A Barcellona e Madrid si è arrivati allo scontro fisico e alla violenza, ma è stata tutta un’altra storia a Cadice. Qui si dice che il 30% dei cittadini sia disoccupato e non si sia trovata una soluzione per risollevare l’economia dopo la chiusura delle industrie navali alla fine della dittatura di Franco. La crisi odierna ha fatto il resto. La partecipazione allo sciopero è stata buona, ma mentre le industrie della provincia si sono fermate, molti altri hanno deciso di aderire. A cominciare dagli impiegati pubblici: quasi il 90% dei lavoratori ha evitato i picchetti e le porte chiuse con il silicone e si è presentato in orario. E poi anche i medici e molti insegnanti della scuola. Le università sono andate quasi deserte, anche se ufficialmente tra il 20 e il 40% degli studenti s’è presentato a lezione; ma le biblioteche e le caffetterie sono rimaste chiuse.

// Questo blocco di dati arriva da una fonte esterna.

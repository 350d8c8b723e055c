// ABOUTME: Integration tests for the eosup CLI commands.
// ABOUTME: Validates --help output and argument rejection.

use assert_cmd::Command;
use predicates::prelude::*;

fn eosup_cmd() -> Command {
    Command::new(assert_cmd::cargo::cargo_bin!("eosup"))
}

#[test]
fn help_shows_commands() {
    eosup_cmd()
        .arg("--help")
        .assert()
        .success()
        .stdout(predicate::str::contains("run"))
        .stdout(predicate::str::contains("stop"));
}

#[test]
fn run_help_shows_options() {
    eosup_cmd()
        .args(["run", "--help"])
        .assert()
        .success()
        .stdout(predicate::str::contains("--image"))
        .stdout(predicate::str::contains("--port"))
        .stdout(predicate::str::contains("--volumes"));
}

#[test]
fn missing_subcommand_fails() {
    eosup_cmd()
        .assert()
        .failure()
        .stderr(predicate::str::contains("Usage"));
}

#[test]
fn unknown_subcommand_fails() {
    eosup_cmd().arg("restart").assert().failure();
}

#[test]
fn quiet_conflicts_with_json() {
    eosup_cmd()
        .args(["--quiet", "--json", "run"])
        .assert()
        .failure();
}
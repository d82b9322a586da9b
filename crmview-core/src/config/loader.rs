use std::collections::HashMap;
use std::path::Path;

use super::value::ConfigValue;
use super::ConfigError;

/// Prefix of environment variables that override settings.
pub(crate) const ENV_PREFIX: &str = "CRMVIEW_";

/// Read a YAML settings file into `values`. A missing file is not an error.
pub(crate) fn load_yaml_file(
    path: &Path,
    values: &mut HashMap<String, ConfigValue>,
) -> Result<(), ConfigError> {
    if !path.exists() {
        return Ok(());
    }
    let content = std::fs::read_to_string(path)
        .map_err(|e| ConfigError::Load(format!("{}: {e}", path.display())))?;
    load_yaml_str(&content, values)
}

pub(crate) fn load_yaml_str(
    content: &str,
    values: &mut HashMap<String, ConfigValue>,
) -> Result<(), ConfigError> {
    let yaml: serde_yaml::Value =
        serde_yaml::from_str(content).map_err(|e| ConfigError::Load(e.to_string()))?;
    flatten_yaml("", &yaml, values);
    Ok(())
}

/// Flatten a YAML tree into dot-separated keys.
///
/// Sequences are stored whole under their parent key and element-wise as
/// `key.0`, `key.1`, ...
pub(crate) fn flatten_yaml(
    prefix: &str,
    value: &serde_yaml::Value,
    out: &mut HashMap<String, ConfigValue>,
) {
    match value {
        serde_yaml::Value::Mapping(map) => {
            for (k, v) in map {
                let key = key_text(k);
                let full_key = if prefix.is_empty() {
                    key
                } else {
                    format!("{prefix}.{key}")
                };
                flatten_yaml(&full_key, v, out);
            }
        }
        serde_yaml::Value::Sequence(seq) if !prefix.is_empty() => {
            out.insert(
                prefix.to_string(),
                ConfigValue::List(seq.iter().map(ConfigValue::from_yaml).collect()),
            );
            for (i, item) in seq.iter().enumerate() {
                flatten_yaml(&format!("{prefix}.{i}"), item, out);
            }
        }
        leaf if !prefix.is_empty() => {
            out.insert(prefix.to_string(), ConfigValue::from_yaml(leaf));
        }
        _ => {}
    }
}

/// Map `CRMVIEW_VIEW__DATA_PROCESSOR_ID` to `view.data_processor_id`.
///
/// Returns `None` for variables outside the prefix.
pub(crate) fn env_key(name: &str) -> Option<String> {
    let rest = name.strip_prefix(ENV_PREFIX)?;
    if rest.is_empty() || rest == "PROFILE" {
        return None;
    }
    Some(rest.to_lowercase().replace("__", "."))
}

pub(crate) fn key_text(key: &serde_yaml::Value) -> String {
    match key {
        serde_yaml::Value::String(s) => s.clone(),
        serde_yaml::Value::Number(n) => n.to_string(),
        serde_yaml::Value::Bool(b) => b.to_string(),
        other => format!("{other:?}"),
    }
}
mod loader;
pub mod typed;
pub mod value;

use std::collections::HashMap;
use std::ops::Deref;
use std::path::Path;

pub use typed::ConfigProperties;
pub use value::{ConfigValue, FromConfigValue};

/// Error type for settings operations.
#[derive(Debug)]
pub enum ConfigError {
    /// The requested key was not found.
    NotFound(String),
    /// The value could not be converted to the requested type.
    TypeMismatch { key: String, expected: &'static str },
    /// An I/O or YAML parsing error occurred while loading settings files.
    Load(String),
}

impl std::fmt::Display for ConfigError {
    fn fmt(&self, f: &mut std::fmt::Formatter<'_>) -> std::fmt::Result {
        match self {
            ConfigError::NotFound(key) => write!(f, "Setting not found: {key}"),
            ConfigError::TypeMismatch { key, expected } => {
                write!(f, "Setting type mismatch for '{key}': expected {expected}")
            }
            ConfigError::Load(msg) => write!(f, "Settings load error: {msg}"),
        }
    }
}

impl std::error::Error for ConfigError {}

/// List-view settings loaded from YAML files, `.env` files and the environment.
///
/// `ViewConfig` (= `ViewConfig<()>`) gives raw key/value access.
/// `ViewConfig<T>` adds a typed section reachable through `Deref<Target = T>`.
///
/// Resolution order (lowest to highest priority):
/// 1. `crmview.yaml`
/// 2. `crmview-{profile}.yaml`
/// 3. `.env` and `.env.{profile}` (loaded into the process environment)
/// 4. `CRMVIEW_*` environment variables (`CRMVIEW_VIEW__SORT` overrides `view.sort`)
///
/// The profile is `CRMVIEW_PROFILE` if set, else the argument.
#[derive(Debug, Clone)]
pub struct ViewConfig<T = ()> {
    values: HashMap<String, ConfigValue>,
    profile: String,
    typed: T,
}

impl ViewConfig {
    /// Load settings for `profile` from the current working directory.
    pub fn load(profile: &str) -> Result<Self, ConfigError> {
        let active_profile =
            std::env::var("CRMVIEW_PROFILE").unwrap_or_else(|_| profile.to_string());

        let mut values = HashMap::new();
        loader::load_yaml_file(Path::new("crmview.yaml"), &mut values)?;
        loader::load_yaml_file(Path::new(&format!("crmview-{active_profile}.yaml")), &mut values)?;

        // .env files never overwrite variables that are already set
        let _ = dotenvy::dotenv();
        let _ = dotenvy::from_filename(format!(".env.{active_profile}"));

        for (name, value) in std::env::vars() {
            if let Some(key) = loader::env_key(&name) {
                values.insert(key, ConfigValue::String(value));
            }
        }

        tracing::debug!(profile = %active_profile, keys = values.len(), "settings loaded");
        Ok(ViewConfig {
            values,
            profile: active_profile,
            typed: (),
        })
    }

    /// Build settings from a YAML string.
    pub fn from_yaml_str(yaml: &str, profile: &str) -> Result<Self, ConfigError> {
        let mut values = HashMap::new();
        loader::load_yaml_str(yaml, &mut values)?;
        Ok(ViewConfig {
            values,
            profile: profile.to_string(),
            typed: (),
        })
    }

    pub fn empty() -> Self {
        ViewConfig {
            values: HashMap::new(),
            profile: "test".to_string(),
            typed: (),
        }
    }

    pub fn set(&mut self, key: &str, value: ConfigValue) {
        self.values.insert(key.to_string(), value);
    }

    /// Upgrade to a typed config by constructing `C` from the raw values.
    pub fn with_typed<C: ConfigProperties>(self) -> Result<ViewConfig<C>, ConfigError> {
        let typed = C::from_config(&self)?;
        Ok(ViewConfig {
            values: self.values,
            profile: self.profile,
            typed,
        })
    }
}

impl<T> ViewConfig<T> {
    /// Get a typed value for a dot-separated key.
    ///
    /// # Errors
    ///
    /// `ConfigError::NotFound` if the key is absent, `ConfigError::TypeMismatch`
    /// if it cannot be converted.
    pub fn get<V: FromConfigValue>(&self, key: &str) -> Result<V, ConfigError> {
        let value = self
            .values
            .get(key)
            .ok_or_else(|| ConfigError::NotFound(key.to_string()))?;
        V::from_config_value(value, key)
    }

    /// Get a typed value, returning `default` if the key is missing or unconvertible.
    pub fn get_or<V: FromConfigValue>(&self, key: &str, default: V) -> V {
        self.get(key).unwrap_or(default)
    }

    pub fn contains_key(&self, key: &str) -> bool {
        self.values.contains_key(key)
    }

    pub fn profile(&self) -> &str {
        &self.profile
    }

    pub fn typed(&self) -> &T {
        &self.typed
    }
}

impl<T> Deref for ViewConfig<T> {
    type Target = T;
    fn deref(&self) -> &T {
        &self.typed
    }
}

«C’è molta gente – spiega un’insegnante durante la marcia che parte dal palazzo della provincia, in plaza de España, a cui partecipa un buon numero di persone, tutte con bandierine rosse del sindacato e qualche gonfalone bianco-verde della regione –, chi non è venuto non si è informato abbastanza. La riforma colpisce tutti i lavoratori e soprattutto rende meno sicuro il nostro futuro. Le pensioni sono messe in discussione da anni, ora molta gente rischia di dover lavorare fino a oltre settant’anni per raggiungere i contributi necessari per averne diritto… E poi, in una città come la nostra, chi è fortunato trova lavoro intorno ai trent’anni, ma chi rimane disoccupato più a lungo come deve fare?»
Alcune attività commerciali, tuttavia, sembrano non condividere questo punto di vista. Lo stesso quotidiano locale che ha dato le cifre ufficiali della partecipazione, ha pubblicato un’interessante analisi di come i picchetti hanno spinto (in alcuni casi con minacce) molti commercianti a non aprire le proprie attività e, per contro, di come questi ultimi hanno aggirato il pericolo aprendo quando i picchetti se ne andavano. «Questo sciopero è inutile – spiega una cameriera andata regolarmente a lavorare –. La riforma sul lavoro è già stata approvata, perdono solo tempo. Se ci vado perdo 90€, chi me lo fa fare?»
Come il suo locale, ce ne sono alcuni che aprono di sera, soprattutto quelli dedicati agli studenti Erasmus. Le luci sulla huelga sono calate, l’economia locale riprende a marciare, mentre i lettori votano fracaso (fallimento) nei sondaggi sui siti locali ed escono le cifre sulla partecipazione, che variano dall’85 al 20%. E rimane il dubbio che il blocco generale delle attività sia servito più agli studenti per non andare a scuola che ad ottenere dei risultati. Comunque, il governo ha aperto al dialogo e aumenta così la speranza dei lavoratori di uscire dalla crisi senza subire altre restrizioni ai propri diritti.